El vehículo de la ONG World Central Kitchen destrozado tras el ataque de Israel.  

                                                       MOHAMMED SABER / EFE


 JUAN ANTONIO SANZ

Israel ha perdido ya toda contención en su carrera de destrucción y desprecio del derecho humanitario y la seguridad internacionales. A la reciente masacre del hospital Al Shifa, en el norte de Gaza, añade ahora el asesinato de siete trabajadores humanitarios en la Franja, cuatro de ellos extranjeros, y el mortífero ataque contra el consulado iraní en Damasco, cuyas consecuencias pueden ser devastadoras para la frágil estabilidad de Oriente Medio.

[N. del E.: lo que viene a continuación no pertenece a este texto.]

#![cfg(unix)]

use std::path::{Path, PathBuf};

use anyhow::Result;
use reseed_core::{DescriptorReader, FileLocator, ImportOutcome, Importer, LocationCandidate};
use reseed_fsops::{FsOpsError, HelperCommand, LocateIndex, TorrentInfoReader};
use reseed_test_support::fixtures::{SAMPLE_INFO_HASH, multi_file, write_shell_script};
use reseed_test_support::mocks::{FakeReader, RecordingDaemon};
use tempfile::TempDir;

fn script(dir: &TempDir, name: &str, body: &str) -> Result<HelperCommand> {
    let path: PathBuf = write_shell_script(dir.path(), name, body)?;
    Ok(HelperCommand::new("sh").arg(path))
}

#[tokio::test]
async fn reader_parses_helper_output() -> Result<()> {
    let dir = tempfile::tempdir()?;
    let body = format!(
        r#"cat <<'EOF'
{{"info_hash": "{SAMPLE_INFO_HASH}", "torrent": {{"info": {{"name": "Album", "files": [{{"path": ["cover.jpg"]}}]}}}}}}
EOF"#
    );
    let reader = TorrentInfoReader::new(script(&dir, "torrent-info.sh", &body)?);

    let desc = reader.read_descriptor(Path::new("/tmp/demo.torrent")).await?;

    assert_eq!(desc.name, "Album");
    assert_eq!(desc.info_hash.as_str(), SAMPLE_INFO_HASH);
    assert_eq!(desc.files.map(|files| files.len()), Some(1));
    Ok(())
}

#[tokio::test]
async fn reader_receives_torrent_path_argument() -> Result<()> {
    let dir = tempfile::tempdir()?;
    let body = format!(
        r#"printf '{{"info_hash": "{SAMPLE_INFO_HASH}", "torrent": {{"info": {{"name": "%s"}}}}}}' "$(basename "$1")""#
    );
    let reader = TorrentInfoReader::new(script(&dir, "torrent-info.sh", &body)?);

    let desc = reader.read(Path::new("/tmp/some file.torrent")).await?;

    assert_eq!(desc.name, "some file.torrent");
    Ok(())
}

#[tokio::test]
async fn reader_treats_stderr_as_fatal() -> Result<()> {
    let dir = tempfile::tempdir()?;
    let body = format!(
        r#"echo '{{"info_hash": "{SAMPLE_INFO_HASH}", "torrent": {{"info": {{"name": "x"}}}}}}'
echo 'warning: odd torrent' >&2"#
    );
    let reader = TorrentInfoReader::new(script(&dir, "torrent-info.sh", &body)?);

    let err = reader
        .read(Path::new("/tmp/demo.torrent"))
        .await
        .expect_err("stderr output is fatal");

    assert!(
        matches!(err, FsOpsError::HelperFailed { ref stderr, .. } if stderr == "warning: odd torrent")
    );
    Ok(())
}

#[tokio::test]
async fn reader_rejects_non_zero_exit() -> Result<()> {
    let dir = tempfile::tempdir()?;
    let reader = TorrentInfoReader::new(script(&dir, "torrent-info.sh", "exit 2")?);

    let err = reader
        .read(Path::new("/tmp/demo.torrent"))
        .await
        .expect_err("exit status is fatal");

    assert!(matches!(err, FsOpsError::HelperFailed { status: Some(2), .. }));
    Ok(())
}

#[tokio::test]
async fn locator_passes_anchored_pattern_and_splits_lines() -> Result<()> {
    let dir = tempfile::tempdir()?;
    let log = dir.path().join("args.log");
    let body = format!(
        r#"printf '%s\n' "$@" > '{}'
printf '/data/a/it'"'"'s here.txt\n\n/data/b/it'"'"'s here.txt\n'"#,
        log.display()
    );
    let locator = LocateIndex::new(script(&dir, "locate.sh", &body)?);

    let found = locator.locate("it's here.txt").await?;

    assert_eq!(
        found,
        vec![
            LocationCandidate::new("/data/a/it's here.txt"),
            LocationCandidate::new("/data/b/it's here.txt"),
        ]
    );
    let args = std::fs::read_to_string(log)?;
    assert_eq!(args, "-b\n--regex\n^it's\\ here\\.txt$\n");
    Ok(())
}

#[tokio::test]
async fn locator_treats_exit_one_without_output_as_no_match() -> Result<()> {
    let dir = tempfile::tempdir()?;
    let locator = LocateIndex::new(script(&dir, "locate.sh", "exit 1")?);

    let found = locator.find("missing.bin").await?;

    assert!(found.is_empty());
    Ok(())
}

const STALE_WARNING: &str = "echo 'locate: warning: database /var/cache/locate/locatedb is more than 8 days old (actual age is 12.3 days)' >&2";

#[tokio::test]
async fn locator_treats_stale_warning_with_exit_one_as_no_match() -> Result<()> {
    let dir = tempfile::tempdir()?;
    let body = format!("{STALE_WARNING}\nexit 1");
    let locator = LocateIndex::new(script(&dir, "locate.sh", &body)?);

    let found = locator.find("missing.bin").await?;

    assert!(found.is_empty());
    Ok(())
}

#[tokio::test]
async fn importer_moves_past_stale_index_misses() -> Result<()> {
    let dir = tempfile::tempdir()?;
    let body = format!(
        r#"{STALE_WARNING}
case "$3" in
  '^b\.bin$') echo /data/Pack/b.bin ;;
  *) exit 1 ;;
esac"#
    );
    let locator = LocateIndex::new(script(&dir, "locate.sh", &body)?);
    let reader = FakeReader::new(multi_file("Pack", &["a.bin", "b.bin"]));
    let mut importer = Importer::new(reader, locator, RecordingDaemon::new());

    let outcome = importer.import(Path::new("/tmp/pack.torrent")).await?;

    let ImportOutcome::Added { location, .. } = outcome else {
        panic!("expected torrent to be added");
    };
    assert_eq!(location.download_location, "/data");
    assert!(location.rename.is_none());
    assert_eq!(importer.daemon().add_calls(), 1);
    Ok(())
}

#[tokio::test]
async fn locator_surfaces_real_failures() -> Result<()> {
    let dir = tempfile::tempdir()?;
    let body = "echo 'locate: can not stat () `/var/lib/mlocate/mlocate.db'\"'\"': No such file' >&2\nexit 1";
    let locator = LocateIndex::new(script(&dir, "locate.sh", body)?);

    let err = locator.find("x.bin").await.expect_err("database missing");

    assert!(matches!(err, FsOpsError::HelperFailed { status: Some(1), .. }));
    Ok(())
}

#[tokio::test]
async fn locator_tolerates_warnings_on_success() -> Result<()> {
    let dir = tempfile::tempdir()?;
    let body = "echo 'locate: warning: database is old' >&2\necho /data/x.bin";
    let locator = LocateIndex::new(script(&dir, "locate.sh", body)?);

    let found = locator.find("x.bin").await?;

    assert_eq!(found, vec!["/data/x.bin".to_string()]);
    Ok(())
}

Todo ello enmarcado en el aniquilamiento de casi 33.000 personas, la mayor parte mujeres y niños, en seis meses de venganza contra los palestinos de Gaza por la acción terrorista cometida por las milicias de Hamás el pasado 7 de octubre en territorio israelí, que dejó 1.200 muertos.

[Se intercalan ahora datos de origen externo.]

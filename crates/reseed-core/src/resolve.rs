//! Choosing what to search for and turning a located path into a daemon
//! download location.

use std::path::Path;

use crate::error::{ImportError, ImportResult};
use crate::model::{FolderRename, LocationCandidate, ResolvedLocation, TorrentDescriptor};

/// Top-level entries starting with this prefix are never searched.
pub const RESERVED_NAME_PREFIX: &str = "___";

/// Names to look up in the filesystem index, in the order they are tried.
///
/// Single-file torrents search for their declared name. Multi-file torrents
/// search their top-level files only, skipping reserved names, shortest
/// first with ties kept in declaration order.
///
/// # Errors
///
/// Returns [`ImportError::NoSearchCandidates`] when a multi-file torrent has
/// no eligible top-level entry.
pub fn search_names(descriptor: &TorrentDescriptor) -> ImportResult<Vec<&str>> {
    let Some(files) = descriptor.files.as_deref() else {
        return Ok(vec![descriptor.name.as_str()]);
    };

    let mut names: Vec<&str> = files
        .iter()
        .filter_map(|entry| match entry.path.as_slice() {
            [name] => Some(name.as_str()),
            _ => None,
        })
        .filter(|name| !name.starts_with(RESERVED_NAME_PREFIX))
        .collect();

    if names.is_empty() {
        return Err(ImportError::NoSearchCandidates {
            torrent: descriptor.name.clone(),
        });
    }

    names.sort_by_key(|name| name.chars().count());
    Ok(names)
}

/// Compute the download location (and optional folder rename) for a
/// located file.
///
/// # Errors
///
/// Returns [`ImportError::InvalidLocation`] when the path is not absolute,
/// lacks the ancestors the layout needs, or is not valid UTF-8.
pub fn resolve_location(
    descriptor: &TorrentDescriptor,
    candidate: &LocationCandidate,
) -> ImportResult<ResolvedLocation> {
    let path = candidate.path();
    if !path.is_absolute() {
        return Err(invalid(path, "located path is not absolute"));
    }
    let file_dir = path
        .parent()
        .ok_or_else(|| invalid(path, "located path has no parent directory"))?;

    if descriptor.is_single_file() {
        return Ok(ResolvedLocation {
            download_location: utf8(file_dir)?.to_string(),
            rename: None,
        });
    }

    let download_dir = file_dir
        .parent()
        .ok_or_else(|| invalid(path, "torrent folder has no parent directory"))?;
    let folder_name = file_dir
        .file_name()
        .ok_or_else(|| invalid(path, "torrent folder has no name"))?
        .to_str()
        .ok_or_else(|| invalid(path, "path is not valid UTF-8"))?;

    let rename = (folder_name != descriptor.name).then(|| FolderRename {
        from: descriptor.name.clone(),
        to: folder_name.to_string(),
    });

    Ok(ResolvedLocation {
        download_location: utf8(download_dir)?.to_string(),
        rename,
    })
}

fn utf8(path: &Path) -> ImportResult<&str> {
    path.to_str()
        .ok_or_else(|| invalid(path, "path is not valid UTF-8"))
}

fn invalid(path: &Path, reason: &'static str) -> ImportError {
    ImportError::InvalidLocation {
        path: path.to_path_buf(),
        reason,
    }
}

En este medio año han perecido por el fuego israelí casi 200 empleados palestinos de ONG y de la propia ONU, además de un centenar de periodistas también palestinos que cubrían la guerra. Sin embargo, el asesinato de los siete trabajadores de la ONG World Central Kitchen (WCK), marca un hito en la “Demencia” de Israel y lanza un claro mensaje. El Gobierno de Benjamin Netanyahu no quiere en Gaza testigos de los crímenes de guerra israelíes y apuesta por una escalada en la tensión en Oriente Medio para que Estados Unidos intervenga, y le permita erradicar cualquier esperanza de crear un Estado palestino e imponga una "pax judía" en la región.